* **Aim of the exercise**
Restate the entries below word for word, leaving nothing out.

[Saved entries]
——

//! # History Storage Service
//!
//! Owns the queue between bridge and dispatcher and plugs the replica into
//! the node lifecycle.
//!
//! ```text
//! [Event Bus] ──header/tx──→ [EventBridge] ──queue(100)──→ [TransactionDispatcher]
//!                                                                │
//!                                                   [LedgerReplica] → [HistoryStorage]
//! ```

use async_trait::async_trait;
use history_telemetry::{log_event, register_metrics, QUEUE_DEPTH};
use parking_lot::Mutex;
use shared_bus::{EventPublisher, EventQuery, InMemoryEventBus, SubscriptionError};
use shared_types::{
    EventDataTx, Subsystem, SubsystemError, SubsystemErrorKind, SubsystemStatus,
};
use std::sync::Arc;
use tokio::sync::mpsc;
use tokio::task::JoinHandle;
use tracing::{debug, info, warn};

use crate::adapters::open_history_storage;
use crate::config::HistoryDbConfig;
use crate::domain::{Account, HistoryError, StorageError, GENESIS_ADDRESS, GENESIS_BALANCE};
use crate::ports::HistoryStorage;
use crate::service::{EventBridge, TransactionDispatcher};
use crate::LOG_MODULE;

/// Subscriber name on the event bus.
pub const SUBSCRIBER: &str = "HistoryStorageService";

/// Capacity of the bridge to dispatcher queue.
pub const QUEUE_CAPACITY: usize = 100;

pub struct HistoryStorageService {
    bus: Arc<InMemoryEventBus>,
    queue: mpsc::Sender<EventDataTx>,
    bridge: Mutex<Option<JoinHandle<()>>>,
    dispatcher: JoinHandle<()>,
}

impl HistoryStorageService {
    /// Build the service from configuration.
    ///
    /// Returns `Ok(None)` when the configuration disables the replica. A
    /// backend that cannot be opened is fatal.
    pub async fn from_config(
        config: &HistoryDbConfig,
        bus: Arc<InMemoryEventBus>,
    ) -> Result<Option<Self>, HistoryError> {
        let Some(storage) = open_history_storage(config).await? else {
            info!(module = LOG_MODULE, "History database not configured, replica disabled");
            return Ok(None);
        };
        let service = Self::with_storage(storage, bus).await?;
        info!(
            module = LOG_MODULE,
            db_type = %config.db_type,
            db_name = %config.name,
            "History storage service created"
        );
        Ok(Some(service))
    }

    /// Build the service over an already opened backend.
    ///
    /// Seeds the genesis account and starts the dispatcher. Must be called
    /// inside a tokio runtime.
    pub async fn with_storage(
        storage: Arc<dyn HistoryStorage>,
        bus: Arc<InMemoryEventBus>,
    ) -> Result<Self, HistoryError> {
        seed_genesis(storage.as_ref()).await?;
        let dispatcher = TransactionDispatcher::new(Some(storage))
            .with_dead_letter_bus(bus.clone() as Arc<dyn EventPublisher>);
        Ok(Self::with_dispatcher(dispatcher, bus))
    }

    /// Build the service around a configured dispatcher. Nothing is seeded.
    pub fn with_dispatcher(dispatcher: TransactionDispatcher, bus: Arc<InMemoryEventBus>) -> Self {
        if let Err(e) = register_metrics() {
            warn!(module = LOG_MODULE, error = %e, "Metrics registration failed");
        }
        let (queue, rx) = mpsc::channel(QUEUE_CAPACITY);
        Self {
            bus,
            queue,
            bridge: Mutex::new(None),
            dispatcher: tokio::spawn(dispatcher.run(rx)),
        }
    }

    fn is_bridge_running(&self) -> bool {
        self.bridge
            .lock()
            .as_ref()
            .is_some_and(|handle| !handle.is_finished())
    }
}

/// Insert the genesis account unless it already exists.
pub async fn seed_genesis(storage: &dyn HistoryStorage) -> Result<(), StorageError> {
    if storage.get_account(GENESIS_ADDRESS).await?.is_some() {
        debug!(module = LOG_MODULE, "Genesis account already present");
        return Ok(());
    }
    storage
        .add_account(&Account::new(GENESIS_ADDRESS, GENESIS_BALANCE))
        .await?;
    info!(
        module = LOG_MODULE,
        address = GENESIS_ADDRESS,
        balance = GENESIS_BALANCE,
        "Genesis account seeded"
    );
    Ok(())
}

#[async_trait]
impl Subsystem for HistoryStorageService {
    fn name(&self) -> &'static str {
        SUBSCRIBER
    }

    async fn start(&self) -> Result<(), SubsystemError> {
        let mut bridge = self.bridge.lock();
        if bridge.as_ref().is_some_and(|handle| !handle.is_finished()) {
            return Err(SubsystemError::new(
                SUBSCRIBER,
                SubsystemErrorKind::InitializationFailed,
                "already started",
            ));
        }

        let headers = self
            .bus
            .subscribe_unbuffered(SUBSCRIBER, EventQuery::NewBlockHeader);
        let txs = self.bus.subscribe_unbuffered(SUBSCRIBER, EventQuery::Tx);
        let task = EventBridge::new(headers, txs, self.queue.clone());
        *bridge = Some(tokio::spawn(task.run()));

        log_event!(info, LOG_MODULE, "History storage service started");
        Ok(())
    }

    async fn stop(&self) -> Result<(), SubsystemError> {
        match self.bus.unsubscribe_all(SUBSCRIBER) {
            Ok(removed) => debug!(module = LOG_MODULE, removed, "Unsubscribed from event bus"),
            Err(SubscriptionError::NotSubscribed(_)) => {
                debug!(module = LOG_MODULE, "Stop requested while not subscribed")
            }
            Err(e) => {
                return Err(SubsystemError::new(
                    SUBSCRIBER,
                    SubsystemErrorKind::ShutdownFailed,
                    e.to_string(),
                ))
            }
        }
        // Queued events are not drained.
        if let Some(handle) = self.bridge.lock().take() {
            handle.abort();
        }
        log_event!(info, LOG_MODULE, "History storage service stopped");
        Ok(())
    }

    async fn health_check(&self) -> SubsystemStatus {
        if self.is_bridge_running() {
            SubsystemStatus::Healthy
        } else {
            SubsystemStatus::Stopped
        }
    }

    fn metrics(&self) -> serde_json::Value {
        serde_json::json!({
            "subsystem": SUBSCRIBER,
            "running": self.is_bridge_running(),
            "queue_depth": QUEUE_DEPTH.get(),
            "queue_capacity": QUEUE_CAPACITY,
        })
    }
}

impl Drop for HistoryStorageService {
    fn drop(&mut self) {
        if let Some(handle) = self.bridge.get_mut().take() {
            handle.abort();
        }
        self.dispatcher.abort();
    }
}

——

* **Response to the exercise**
//! # History Storage Service
//!
//! Owns the queue between bridge and dispatcher and plugs the replica into
//! the node lifecycle.
//!
//! ```text
//! [Event Bus] ──header/tx──→ [EventBridge] ──queue(100)──→ [TransactionDispatcher]
//!                                                                │
//!                                                   [LedgerReplica] → [HistoryStorage]
//! ```

use async_trait::async_trait;
use history_telemetry::{log_event, register_metrics, QUEUE_DEPTH};
use parking_lot::Mutex;
use shared_bus::{EventPublisher, EventQuery, InMemoryEventBus, SubscriptionError};
use shared_types::{
    EventDataTx, Subsystem, SubsystemError, SubsystemErrorKind, SubsystemStatus,
};
use std::sync::Arc;
use tokio::sync::mpsc;
use tokio::task::JoinHandle;
use tracing::{debug, info, warn};

use crate::adapters::open_history_storage;
use crate::config::HistoryDbConfig;
use crate::domain::{Account, HistoryError, StorageError, GENESIS_ADDRESS, GENESIS_BALANCE};
use crate::ports::HistoryStorage;
use crate::service::{EventBridge, TransactionDispatcher};
use crate::LOG_MODULE;

/// Subscriber name on the event bus.
pub const SUBSCRIBER: &str = "HistoryStorageService";

/// Capacity of the bridge to dispatcher queue.
pub const QUEUE_CAPACITY: usize = 100;

pub struct HistoryStorageService {
    bus: Arc<InMemoryEventBus>,
    queue: mpsc::Sender<EventDataTx>,
    bridge: Mutex<Option<JoinHandle<()>>>,
    dispatcher: JoinHandle<()>,
}

impl HistoryStorageService {
    /// Build the service from configuration.
    ///
    /// Returns `Ok(None)` when the configuration disables the replica. A
    /// backend that cannot be opened is fatal.
    pub async fn from_config(
        config: &HistoryDbConfig,
        bus: Arc<InMemoryEventBus>,
    ) -> Result<Option<Self>, HistoryError> {
        let Some(storage) = open_history_storage(config).await? else {
            info!(module = LOG_MODULE, "History database not configured, replica disabled");
            return Ok(None);
        };
        let service = Self::with_storage(storage, bus).await?;
        info!(
            module = LOG_MODULE,
            db_type = %config.db_type,
            db_name = %config.name,
            "History storage service created"
        );
        Ok(Some(service))
    }

    /// Build the service over an already opened backend.
    ///
    /// Seeds the genesis account and starts the dispatcher. Must be called
    /// inside a tokio runtime.
    pub async fn with_storage(
        storage: Arc<dyn HistoryStorage>,
        bus: Arc<InMemoryEventBus>,
    ) -> Result<Self, HistoryError> {
        seed_genesis(storage.as_ref()).await?;
        let dispatcher = TransactionDispatcher::new(Some(storage))
            .with_dead_letter_bus(bus.clone() as Arc<dyn EventPublisher>);
        Ok(Self::with_dispatcher(dispatcher, bus))
    }

    /// Build the service around a configured dispatcher. Nothing is seeded.
    pub fn with_dispatcher(dispatcher: TransactionDispatcher, bus: Arc<InMemoryEventBus>) -> Self {
        if let Err(e) = register_metrics() {
            warn!(module = LOG_MODULE, error = %e, "Metrics registration failed");
        }
        let (queue, rx) = mpsc::channel(QUEUE_CAPACITY);
        Self {
            bus,
            queue,
            bridge: Mutex::new(None),
            dispatcher: tokio::spawn(dispatcher.run(rx)),
        }
    }

    fn is_bridge_running(&self) -> bool {
        self.bridge
            .lock()
            .as_ref()
            .is_some_and(|handle| !handle.is_finished())
    }
}

/// Insert the genesis account unless it already exists.
pub async fn seed_genesis(storage: &dyn HistoryStorage) -> Result<(), StorageError> {
    if storage.get_account(GENESIS_ADDRESS).await?.is_some() {
        debug!(module = LOG_MODULE, "Genesis account already present");
        return Ok(());
    }
    storage
        .add_account(&Account::new(GENESIS_ADDRESS, GENESIS_BALANCE))
        .await?;
    info!(
        module = LOG_MODULE,
        address = GENESIS_ADDRESS,
        balance = GENESIS_BALANCE,
        "Genesis account seeded"
    );
    Ok(())
}

#[async_trait]
impl Subsystem for HistoryStorageService {
    fn name(&self) -> &'static str {
        SUBSCRIBER
    }

    async fn start(&self) -> Result<(), SubsystemError> {
        let mut bridge = self.bridge.lock();
        if bridge.as_ref().is_some_and(|handle| !handle.is_finished()) {
            return Err(SubsystemError::new(
                SUBSCRIBER,
                SubsystemErrorKind::InitializationFailed,
                "already started",
            ));
        }

        let headers = self
            .bus
            .subscribe_unbuffered(SUBSCRIBER, EventQuery::NewBlockHeader);
        let txs = self.bus.subscribe_unbuffered(SUBSCRIBER, EventQuery::Tx);
        let task = EventBridge::new(headers, txs, self.queue.clone());
        *bridge = Some(tokio::spawn(task.run()));

        log_event!(info, LOG_MODULE, "History storage service started");
        Ok(())
    }

    async fn stop(&self) -> Result<(), SubsystemError> {
        match self.bus.unsubscribe_all(SUBSCRIBER) {
            Ok(removed) => debug!(module = LOG_MODULE, removed, "Unsubscribed from event bus"),
            Err(SubscriptionError::NotSubscribed(_)) => {
                debug!(module = LOG_MODULE, "Stop requested while not subscribed")
            }
            Err(e) => {
                return Err(SubsystemError::new(
                    SUBSCRIBER,
                    SubsystemErrorKind::ShutdownFailed,
                    e.to_string(),
                ))
            }
        }
        // Queued events are not drained.
        if let Some(handle) = self.bridge.lock().take() {
            handle.abort();
        }
        log_event!(info, LOG_MODULE, "History storage service stopped");
        Ok(())
    }

    async fn health_check(&self) -> SubsystemStatus {
        if self.is_bridge_running() {
            SubsystemStatus::Healthy
        } else {
            SubsystemStatus::Stopped
        }
    }

    fn metrics(&self) -> serde_json::Value {
        serde_json::json!({
            "subsystem": SUBSCRIBER,
            "running": self.is_bridge_running(),
            "queue_depth": QUEUE_DEPTH.get(),
            "queue_capacity": QUEUE_CAPACITY,
        })
    }
}

impl Drop for HistoryStorageService {
    fn drop(&mut self) {
        if let Some(handle) = self.bridge.get_mut().take() {
            handle.abort();
        }
        self.dispatcher.abort();
    }
}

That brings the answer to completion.